Hana was but one of 1.5 million children murdered during the Holocaust, but such an artifact as a suitcase made her story an individual one that perhaps modern-day children could understand. Educator Fumiko Ishioka carefully measured the suitcase so it could be displayed in a glass display case and, encouraged by the curiosity of the students she taught at the center, she set about trying to learn whatever she could about this child Hana who was selected for death at the Auschwitz train station.

Ishioka’s search for Hana took her to the Jewish museum in Prague and then to Theresienstadt where it turned out Hana had spent most of the last two years of her life. A curator at Theresienstadt helped find Hana’s name among the list of the 90,000 inmates who had passed through that concentration camp and ghetto. A check mark by Hana’s record indicated that she had not survived the Holocaust. But there also was a box around the record for a Georg Brady, indicating he was a survivor. Could he have been a relative of Hana’s? Ishioka wondered.

Indeed, Georg was Hana’s brother. Perhaps, suggested the curator, one of the survivors who keeps in touch regularly with the Theresienstadt museum might know of him, or have heard from him. Following up, Ishioka learned that one man–who had been in the same barracks as Georg Brady–did indeed remember. He said Georg was still a friend, and was now living in Toronto, Canada.

Georg meanwhile had raised four children–three sons and a daughter, Lara Hana Brady, named for his sister. He doted on them and his grandchildren, and although he told his family that he had been in the concentration camps, he tried to avoid talking about his experiences. He didn’t want to inflict the pain on them.

When he received a letter from Ishioka asking questions about Hana and asking for any photographs or other keepsakes so that children in Japan could learn how important it is not to hate, Georg was moved. He complied with the request, and said that he would like to come and see the suitcase as well as to meet the students who were so interested in his dead sister. From that point on, Georg became a Holocaust educator himself, telling his story–and that of his sister–to school children.

His meeting with the students in Japan is one of the emotional points of the film that tells about the life of Hana not only in sepia-toned, re-created flashbacks, but also through the straightforward narrations of students in the Japanese school, a Canadian school, and in a school in Georg’s and Hana’s hometown of Nove Mesto, Morava, in the Czech Republic.

During the film, which was prompted by the best-selling book by Karen Levine,  we meet Georg and his daughter Lara as they go back to the Czech Republic and retrace the steps of Georg’s and Hana’s Holocaust journey. In Japan, we meet a survivor of Hiroshima who volunteers at the Holocaust Museum. The two tragedies were not at all alike, she says. In the Holocaust, the Jews were singled out because of how they were born, whereas the atomic bombing at Hiroshima was not aimed at individuals, it was the result of a war that Japan had started.

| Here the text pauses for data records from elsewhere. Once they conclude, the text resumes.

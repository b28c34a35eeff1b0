//! Ollama chat transport.
//!
//! Talks to `POST {endpoint}/api/chat` with streaming disabled. Works with a
//! local Ollama server or anything exposing the same route.

use async_trait::async_trait;
use serde::{Deserialize, Serialize};

use super::{ChatMessage, ChatRequest, ChatTransport, TransportError};

/// HTTP transport for an Ollama server
pub struct OllamaTransport {
    /// Base URL, e.g. http://localhost:11434
    endpoint: String,

    /// HTTP client
    client: reqwest::Client,
}

#[derive(Debug, Serialize)]
struct ChatBody<'a> {
    model: &'a str,
    messages: &'a [ChatMessage],
    stream: bool,
    options: ChatOptions,
}

#[derive(Debug, Serialize)]
struct ChatOptions {
    temperature: f32,
    top_p: f32,
    num_ctx: u32,
}

#[derive(Debug, Deserialize)]
struct ChatResponse {
    message: Option<ResponseMessage>,
    #[serde(default)]
    error: Option<String>,
}

#[derive(Debug, Deserialize)]
struct ResponseMessage {
    #[serde(default)]
    content: String,
}

impl OllamaTransport {
    /// Create a transport for the given base URL
    pub fn new(endpoint: impl Into<String>) -> Self {
        Self {
            endpoint: endpoint.into(),
            client: reqwest::Client::new(),
        }
    }

    /// Build API URL
    fn api_url(&self, path: &str) -> String {
        format!(
            "{}/{}",
            self.endpoint.trim_end_matches('/'),
            path.trim_start_matches('/')
        )
    }
}

/// Map a reqwest error onto the transport taxonomy
fn classify(e: reqwest::Error) -> TransportError {
    if e.is_connect() || e.is_request() || e.is_timeout() {
        TransportError::Connection(e.to_string())
    } else if e.is_decode() || e.is_body() {
        TransportError::Malformed(e.to_string())
    } else {
        TransportError::Connection(e.to_string())
    }
}

#[async_trait]
impl ChatTransport for OllamaTransport {
    fn name(&self) -> &str {
        "ollama"
    }

    async fn complete(&self, request: &ChatRequest) -> Result<String, TransportError> {
        let body = ChatBody {
            model: &request.model,
            messages: &request.messages,
            stream: false,
            options: ChatOptions {
                temperature: request.params.temperature,
                top_p: request.params.top_p,
                num_ctx: request.params.context_window,
            },
        };

        let response = self
            .client
            .post(self.api_url("api/chat"))
            .json(&body)
            .send()
            .await
            .map_err(classify)?;

        let status = response.status();
        if !status.is_success() {
            let text = response.text().await.unwrap_or_default();
            return Err(TransportError::Status {
                status: status.as_u16(),
                body: text.chars().take(500).collect(),
            });
        }

        let parsed: ChatResponse = response
            .json()
            .await
            .map_err(|e| TransportError::Malformed(e.to_string()))?;

        if let Some(error) = parsed.error {
            return Err(TransportError::Malformed(error));
        }

        parsed
            .message
            .map(|m| m.content)
            .ok_or_else(|| TransportError::Malformed("response has no message".to_string()))
    }

    async fn health_check(&self) -> Result<(), TransportError> {
        let response = self
            .client
            .get(self.api_url("api/tags"))
            .send()
            .await
            .map_err(classify)?;

        if !response.status().is_success() {
            return Err(TransportError::Status {
                status: response.status().as_u16(),
                body: String::new(),
            });
        }

        Ok(())
    }
}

This documentary, which will be available Dec. 6 on DVD, is valuable on so many levels. Yes, it tells a Holocaust story in personal terms that permit this generation of children to identify with the victimized children of their grandparents and great-grandparents generations. It also introduces the children to some methodologies–and the excitement — of historic research. And in having the children retell Georg and Hana’s story — in Japanese, Czech and English — it demonstrates that whatever children’s outward differences, their common humanity binds them together.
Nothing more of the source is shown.